**Problem statement**
Every line below that includes the word "inner" needs to be copied.

**Material for the task**
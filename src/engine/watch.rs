//! Mutation watch loop.
//!
//! Two states, `Observing` and `Suspended`. Mutation batches feed a pending
//! work-set; a debounce deadline (reset per batch) decides when to drain it.
//! Draining disconnects observation so the renderer's own writes are never
//! recorded, then restores the previous state even if the renderer panics.

use std::collections::HashSet;
use std::time::{Duration, Instant};

use crate::dom::filter::is_self_generated;
use crate::dom::{Document, MutationRecord, NodeId};

#[derive(Debug, Clone, Copy, PartialEq, Eq)]
pub enum WatchState {
    Observing,
    Suspended,
}

#[derive(Debug)]
pub struct WatchLoop {
    state: WatchState,
    /// Nodes waiting for the next drain, in arrival order.
    pending: Vec<NodeId>,
    queued: HashSet<NodeId>,
    deadline: Option<Instant>,
    delay: Duration,
    draining: bool,
}

/// Restores the pre-suspension state on drop.
struct Resume<'a> {
    watch: &'a mut WatchLoop,
    doc: &'a mut Document,
    previous: WatchState,
}

impl Drop for Resume<'_> {
    fn drop(&mut self) {
        self.watch.draining = false;
        if self.previous == WatchState::Observing {
            self.watch.observe(self.doc);
        }
    }
}

impl WatchLoop {
    /// A loop that starts suspended; call [`WatchLoop::observe`] to begin.
    pub fn new(delay: Duration) -> Self {
        Self {
            state: WatchState::Suspended,
            pending: Vec::new(),
            queued: HashSet::new(),
            deadline: None,
            delay,
            draining: false,
        }
    }

    pub fn state(&self) -> WatchState {
        self.state
    }

    pub fn delay(&self) -> Duration {
        self.delay
    }

    pub fn pending_len(&self) -> usize {
        self.pending.len()
    }

    pub fn is_draining(&self) -> bool {
        self.draining
    }

    pub fn observe(&mut self, doc: &mut Document) {
        doc.observe();
        self.state = WatchState::Observing;
    }

    /// Stop observing. Records already queued by the document are kept.
    pub fn suspend(&mut self, doc: &mut Document) {
        doc.disconnect();
        self.state = WatchState::Suspended;
    }

    /// Forget all queued work and any armed deadline.
    pub fn clear(&mut self) {
        self.pending.clear();
        self.queued.clear();
        self.deadline = None;
    }

    /// Feed one batch of records. Self-generated changes are dropped; the
    /// rest join the work-set and (re)arm the debounce deadline, even when
    /// the node they touch is already queued.
    pub fn on_mutations(&mut self, doc: &Document, records: Vec<MutationRecord>, now: Instant) {
        let mut touched = false;
        for record in records {
            match record {
                MutationRecord::ChildList { target, added, .. } => {
                    if is_self_generated(doc, target) {
                        continue;
                    }
                    for node in added {
                        if !is_self_generated(doc, node) {
                            self.enqueue(node);
                            touched = true;
                        }
                    }
                }
                MutationRecord::CharacterData { target } => {
                    let Some(parent) = doc.parent(target) else {
                        continue;
                    };
                    if !is_self_generated(doc, parent) {
                        self.enqueue(parent);
                        touched = true;
                    }
                }
            }
        }
        if touched {
            self.deadline = Some(now + self.delay);
        }
    }

    fn enqueue(&mut self, node: NodeId) {
        if self.queued.insert(node) {
            self.pending.push(node);
        }
    }

    /// Whether the debounce deadline has passed with work waiting.
    pub fn is_due(&self, now: Instant) -> bool {
        !self.draining
            && !self.pending.is_empty()
            && self.deadline.map(|d| now >= d).unwrap_or(false)
    }

    /// Run `f` with observation disconnected, restoring the prior state after.
    pub fn suspended<R>(&mut self, doc: &mut Document, f: impl FnOnce(&mut Document) -> R) -> R {
        let previous = self.state;
        self.suspend(doc);
        let mut guard = Resume {
            watch: self,
            doc,
            previous,
        };
        f(&mut *guard.doc)
    }

    /// Drain the work-set once, calling `render` for every pending node that
    /// is still attached. Returns how many nodes were rendered.
    ///
    /// Work that arrives while the drain runs stays queued for the next cycle.
    pub fn drain(
        &mut self,
        doc: &mut Document,
        now: Instant,
        mut render: impl FnMut(&mut Document, NodeId),
    ) -> usize {
        if !self.is_due(now) || self.state != WatchState::Observing {
            return 0;
        }
        self.draining = true;
        let batch = std::mem::take(&mut self.pending);
        self.queued.clear();
        self.deadline = None;

        log::debug!("watch loop draining {} pending nodes", batch.len());
        self.suspended(doc, |doc| {
            let mut rendered = 0;
            for node in batch {
                if doc.is_attached(node) {
                    render(doc, node);
                    rendered += 1;
                }
            }
            rendered
        })
    }
}

#[cfg(test)]
mod tests {
    use super::*;
    use crate::dom::filter::WRAP_CLASS;

    fn setup() -> (Document, WatchLoop, Instant) {
        let mut doc = Document::with_body("https://example.com");
        let mut watch = WatchLoop::new(Duration::from_millis(1000));
        watch.observe(&mut doc);
        (doc, watch, Instant::now())
    }

    fn add_paragraph(doc: &mut Document, text: &str) -> NodeId {
        let body = doc.body().unwrap();
        let p = doc.create_element("p");
        let t = doc.create_text(text);
        doc.append_child(p, t).unwrap();
        doc.append_child(body, p).unwrap();
        p
    }

    #[test]
    fn debounces_until_quiet() {
        let (mut doc, mut watch, t0) = setup();
        let p = add_paragraph(&mut doc, "first");
        let records = doc.take_records();
        watch.on_mutations(&doc, records, t0);
        assert_eq!(watch.pending_len(), 1);
        assert!(!watch.is_due(t0 + Duration::from_millis(999)));

        add_paragraph(&mut doc, "second");
        let records = doc.take_records();
        watch.on_mutations(&doc, records, t0 + Duration::from_millis(900));
        assert!(!watch.is_due(t0 + Duration::from_millis(1500)));
        assert!(watch.is_due(t0 + Duration::from_millis(1900)));

        let mut seen = Vec::new();
        let n = watch.drain(&mut doc, t0 + Duration::from_millis(1900), |_, node| seen.push(node));
        assert_eq!(n, 2);
        assert_eq!(seen[0], p);
        assert_eq!(watch.pending_len(), 0);
        assert_eq!(watch.state(), WatchState::Observing);
        assert!(doc.is_observing());
    }

    #[test]
    fn edits_to_a_queued_node_push_the_deadline_back() {
        let (mut doc, mut watch, t0) = setup();
        let p = add_paragraph(&mut doc, "typing");
        let records = doc.take_records();
        watch.on_mutations(&doc, records, t0);
        let text = doc.children(p)[0];
        for (ms, value) in [(500, "typing."), (900, "typing..")] {
            doc.set_text(text, value).unwrap();
            let records = doc.take_records();
            watch.on_mutations(&doc, records, t0 + Duration::from_millis(ms));
        }
        assert_eq!(watch.pending_len(), 1);
        assert!(!watch.is_due(t0 + Duration::from_millis(1000)));
        assert!(!watch.is_due(t0 + Duration::from_millis(1899)));
        assert!(watch.is_due(t0 + Duration::from_millis(1900)));
    }

    #[test]
    fn self_generated_insertions_are_ignored() {
        let (mut doc, mut watch, t0) = setup();
        let body = doc.body().unwrap();
        let wrap = doc.create_element("span");
        doc.set_attr(wrap, "class", WRAP_CLASS);
        let inner = doc.create_text("word");
        doc.append_child(wrap, inner).unwrap();
        doc.append_child(body, wrap).unwrap();
        let caption_text = doc.create_text("palabra");
        doc.append_child(wrap, caption_text).unwrap();

        let records = doc.take_records();
        assert!(!records.is_empty());
        watch.on_mutations(&doc, records, t0);
        assert_eq!(watch.pending_len(), 0);
        assert!(!watch.is_due(t0 + Duration::from_secs(5)));
    }

    #[test]
    fn character_data_queues_parent_element() {
        let (mut doc, mut watch, t0) = setup();
        doc.disconnect();
        let p = add_paragraph(&mut doc, "old");
        doc.observe();
        let text = doc.children(p)[0];
        doc.set_text(text, "new").unwrap();
        let records = doc.take_records();
        watch.on_mutations(&doc, records, t0);
        let mut seen = Vec::new();
        watch.drain(&mut doc, t0 + Duration::from_secs(1), |_, n| seen.push(n));
        assert_eq!(seen, vec![p]);
    }

    #[test]
    fn renderer_writes_are_not_observed() {
        let (mut doc, mut watch, t0) = setup();
        add_paragraph(&mut doc, "text");
        let records = doc.take_records();
        watch.on_mutations(&doc, records, t0);
        watch.drain(&mut doc, t0 + Duration::from_secs(1), |doc, node| {
            let extra = doc.create_text("appended by renderer");
            doc.append_child(node, extra).unwrap();
        });
        assert!(doc.take_records().is_empty());
    }

    #[test]
    fn detached_pending_nodes_are_skipped() {
        let (mut doc, mut watch, t0) = setup();
        let p = add_paragraph(&mut doc, "gone soon");
        let records = doc.take_records();
        watch.on_mutations(&doc, records, t0);
        doc.remove(p).unwrap();
        let n = watch.drain(&mut doc, t0 + Duration::from_secs(1), |_, _| {});
        assert_eq!(n, 0);
    }

    #[test]
    fn panicking_renderer_does_not_leave_loop_suspended() {
        let (mut doc, mut watch, t0) = setup();
        add_paragraph(&mut doc, "boom");
        let records = doc.take_records();
        watch.on_mutations(&doc, records, t0);

        let result = std::panic::catch_unwind(std::panic::AssertUnwindSafe(|| {
            watch.drain(&mut doc, t0 + Duration::from_secs(1), |_, _| panic!("renderer bug"));
        }));
        assert!(result.is_err());
        assert_eq!(watch.state(), WatchState::Observing);
        assert!(!watch.is_draining());
        assert!(doc.is_observing());
    }

    #[test]
    fn suspended_restores_prior_state() {
        let mut doc = Document::with_body("https://example.com");
        let mut watch = WatchLoop::new(Duration::from_millis(10));
        watch.suspended(&mut doc, |_| {});
        assert_eq!(watch.state(), WatchState::Suspended);
        assert!(!doc.is_observing());
    }
}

**Solution below**
        let inner = doc.create_text("word");
        doc.append_child(wrap, inner).unwrap();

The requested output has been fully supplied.